> **Instructions for the task**:
The records below must be copied out completely and exactly.

(Input data begins)

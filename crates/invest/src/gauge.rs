//! Reward gauge model.
//!
//! Staking venue for pool LP tokens. Staking mints a gauge receipt token to
//! the staker: the receipt balance in the ledger *is* the position; no
//! separate position book exists anywhere. Pending rewards accumulate per
//! account in gauge storage and are paid out of the gauge's reward-token
//! balance on claim.
//!
//! `notifyReward` is a trusted distributor surface: reward top-ups come
//! from the deployment's operator, not from untrusted callers.

use alloy::primitives::{Address, Bytes, U256};
use tracing::debug;

use bulwark_chain::abi::{encode_uint, CalldataReader};
use bulwark_chain::{CallContext, ContractLogic, StorageSlot, World};
use bulwark_core::{Asset, CallError, Event};

use crate::sel;

/// Storage topic for per-account pending rewards.
const SLOT_PENDING_REWARD: u8 = 1;

/// A staking gauge paying rewards on deposited LP tokens.
#[derive(Debug, Clone)]
pub struct RewardGauge {
    address: Address,
    lp_token: Address,
    receipt_token: Address,
    reward_token: Address,
}

impl RewardGauge {
    /// Configure a gauge.
    pub fn new(
        address: Address,
        lp_token: Address,
        receipt_token: Address,
        reward_token: Address,
    ) -> Self {
        Self {
            address,
            lp_token,
            receipt_token,
            reward_token,
        }
    }

    /// Gauge address.
    pub fn address(&self) -> Address {
        self.address
    }

    /// Receipt token address; its balance is the staked position.
    pub fn receipt_token(&self) -> Address {
        self.receipt_token
    }

    /// Reward token address.
    pub fn reward_token(&self) -> Address {
        self.reward_token
    }

    fn pending_slot(&self, account: Address) -> StorageSlot {
        StorageSlot {
            contract: self.address,
            topic: SLOT_PENDING_REWARD,
            subject: account,
        }
    }

    /// Pull `amount` LP from `actor` and mint the staking receipt.
    pub fn stake(&self, world: &mut World, actor: Address, amount: U256) -> Result<(), CallError> {
        world.transfer_from(self.lp_token, self.address, actor, self.address, amount)?;
        world.mint(self.receipt_token, actor, amount)?;
        debug!(gauge = %self.address, actor = %actor, amount = %amount, "stake");
        world.emit(Event::Staked {
            gauge: self.address,
            account: actor,
            amount,
        });
        Ok(())
    }

    /// Burn `amount` of the staking receipt and return the LP.
    pub fn unstake(&self, world: &mut World, actor: Address, amount: U256) -> Result<(), CallError> {
        world.burn(self.receipt_token, actor, amount)?;
        world.transfer_asset(Asset::Token(self.lp_token), self.address, actor, amount)?;
        debug!(gauge = %self.address, actor = %actor, amount = %amount, "unstake");
        world.emit(Event::Unstaked {
            gauge: self.address,
            account: actor,
            amount,
        });
        Ok(())
    }

    /// Pay `actor`'s pending rewards to `to`. Returns the paid amount;
    /// zero pending pays nothing and emits nothing.
    pub fn claim(&self, world: &mut World, actor: Address, to: Address) -> Result<U256, CallError> {
        let pending = world.storage_take(self.pending_slot(actor));
        if pending.is_zero() {
            return Ok(U256::ZERO);
        }
        world.transfer_asset(Asset::Token(self.reward_token), self.address, to, pending)?;
        debug!(gauge = %self.address, actor = %actor, to = %to, amount = %pending, "claim");
        world.emit(Event::RewardsClaimed {
            gauge: self.address,
            account: actor,
            to,
            amount: pending,
        });
        Ok(pending)
    }

    /// Credit pending rewards to an account (trusted distributor surface).
    pub fn notify_reward(&self, world: &mut World, account: Address, amount: U256) {
        world.storage_add(self.pending_slot(account), amount);
    }

    /// Pending rewards of an account.
    pub fn pending_reward(&self, world: &World, account: Address) -> U256 {
        world.storage_get(self.pending_slot(account))
    }
}

impl ContractLogic for RewardGauge {
    fn execute(
        &self,
        world: &mut World,
        ctx: CallContext,
        data: &[u8],
    ) -> Result<Bytes, CallError> {
        let mut reader = CalldataReader::parse(data)?;
        let s = reader.selector();
        if s == *sel::STAKE {
            let amount = reader.uint()?;
            self.stake(world, ctx.caller, amount)?;
            Ok(Bytes::new())
        } else if s == *sel::UNSTAKE {
            let amount = reader.uint()?;
            self.unstake(world, ctx.caller, amount)?;
            Ok(Bytes::new())
        } else if s == *sel::CLAIM {
            let to = reader.address()?;
            self.claim(world, ctx.caller, to).map(encode_uint)
        } else if s == *sel::NOTIFY_REWARD {
            let account = reader.address()?;
            let amount = reader.uint()?;
            self.notify_reward(world, account, amount);
            Ok(Bytes::new())
        } else if s == *sel::PENDING_REWARD {
            let account = reader.address()?;
            Ok(encode_uint(self.pending_reward(world, account)))
        } else {
            Err(CallError::UnknownSelector(s))
        }
    }
}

(Input data ends)

> **Expected output**:
filename crates/invest/src/gauge.rs
//! Reward gauge model.
//!
//! Staking venue for pool LP tokens. Staking mints a gauge receipt token to
//! the staker: the receipt balance in the ledger *is* the position; no
//! separate position book exists anywhere. Pending rewards accumulate per
//! account in gauge storage and are paid out of the gauge's reward-token
//! balance on claim.
//!
//! `notifyReward` is a trusted distributor surface: reward top-ups come
//! from the deployment's operator, not from untrusted callers.

use alloy::primitives::{Address, Bytes, U256};
use tracing::debug;

use bulwark_chain::abi::{encode_uint, CalldataReader};
use bulwark_chain::{CallContext, ContractLogic, StorageSlot, World};
use bulwark_core::{Asset, CallError, Event};

use crate::sel;

/// Storage topic for per-account pending rewards.
const SLOT_PENDING_REWARD: u8 = 1;

/// A staking gauge paying rewards on deposited LP tokens.
#[derive(Debug, Clone)]
pub struct RewardGauge {
    address: Address,
    lp_token: Address,
    receipt_token: Address,
    reward_token: Address,
}

impl RewardGauge {
    /// Configure a gauge.
    pub fn new(
        address: Address,
        lp_token: Address,
        receipt_token: Address,
        reward_token: Address,
    ) -> Self {
        Self {
            address,
            lp_token,
            receipt_token,
            reward_token,
        }
    }

    /// Gauge address.
    pub fn address(&self) -> Address {
        self.address
    }

    /// Receipt token address; its balance is the staked position.
    pub fn receipt_token(&self) -> Address {
        self.receipt_token
    }

    /// Reward token address.
    pub fn reward_token(&self) -> Address {
        self.reward_token
    }

    fn pending_slot(&self, account: Address) -> StorageSlot {
        StorageSlot {
            contract: self.address,
            topic: SLOT_PENDING_REWARD,
            subject: account,
        }
    }

    /// Pull `amount` LP from `actor` and mint the staking receipt.
    pub fn stake(&self, world: &mut World, actor: Address, amount: U256) -> Result<(), CallError> {
        world.transfer_from(self.lp_token, self.address, actor, self.address, amount)?;
        world.mint(self.receipt_token, actor, amount)?;
        debug!(gauge = %self.address, actor = %actor, amount = %amount, "stake");
        world.emit(Event::Staked {
            gauge: self.address,
            account: actor,
            amount,
        });
        Ok(())
    }

    /// Burn `amount` of the staking receipt and return the LP.
    pub fn unstake(&self, world: &mut World, actor: Address, amount: U256) -> Result<(), CallError> {
        world.burn(self.receipt_token, actor, amount)?;
        world.transfer_asset(Asset::Token(self.lp_token), self.address, actor, amount)?;
        debug!(gauge = %self.address, actor = %actor, amount = %amount, "unstake");
        world.emit(Event::Unstaked {
            gauge: self.address,
            account: actor,
            amount,
        });
        Ok(())
    }

    /// Pay `actor`'s pending rewards to `to`. Returns the paid amount;
    /// zero pending pays nothing and emits nothing.
    pub fn claim(&self, world: &mut World, actor: Address, to: Address) -> Result<U256, CallError> {
        let pending = world.storage_take(self.pending_slot(actor));
        if pending.is_zero() {
            return Ok(U256::ZERO);
        }
        world.transfer_asset(Asset::Token(self.reward_token), self.address, to, pending)?;
        debug!(gauge = %self.address, actor = %actor, to = %to, amount = %pending, "claim");
        world.emit(Event::RewardsClaimed {
            gauge: self.address,
            account: actor,
            to,
            amount: pending,
        });
        Ok(pending)
    }

    /// Credit pending rewards to an account (trusted distributor surface).
    pub fn notify_reward(&self, world: &mut World, account: Address, amount: U256) {
        world.storage_add(self.pending_slot(account), amount);
    }

    /// Pending rewards of an account.
    pub fn pending_reward(&self, world: &World, account: Address) -> U256 {
        world.storage_get(self.pending_slot(account))
    }
}

impl ContractLogic for RewardGauge {
    fn execute(
        &self,
        world: &mut World,
        ctx: CallContext,
        data: &[u8],
    ) -> Result<Bytes, CallError> {
        let mut reader = CalldataReader::parse(data)?;
        let s = reader.selector();
        if s == *sel::STAKE {
            let amount = reader.uint()?;
            self.stake(world, ctx.caller, amount)?;
            Ok(Bytes::new())
        } else if s == *sel::UNSTAKE {
            let amount = reader.uint()?;
            self.unstake(world, ctx.caller, amount)?;
            Ok(Bytes::new())
        } else if s == *sel::CLAIM {
            let to = reader.address()?;
            self.claim(world, ctx.caller, to).map(encode_uint)
        } else if s == *sel::NOTIFY_REWARD {
            let account = reader.address()?;
            let amount = reader.uint()?;
            self.notify_reward(world, account, amount);
            Ok(Bytes::new())
        } else if s == *sel::PENDING_REWARD {
            let account = reader.address()?;
            Ok(encode_uint(self.pending_reward(world, account)))
        } else {
            Err(CallError::UnknownSelector(s))
        }
    }
}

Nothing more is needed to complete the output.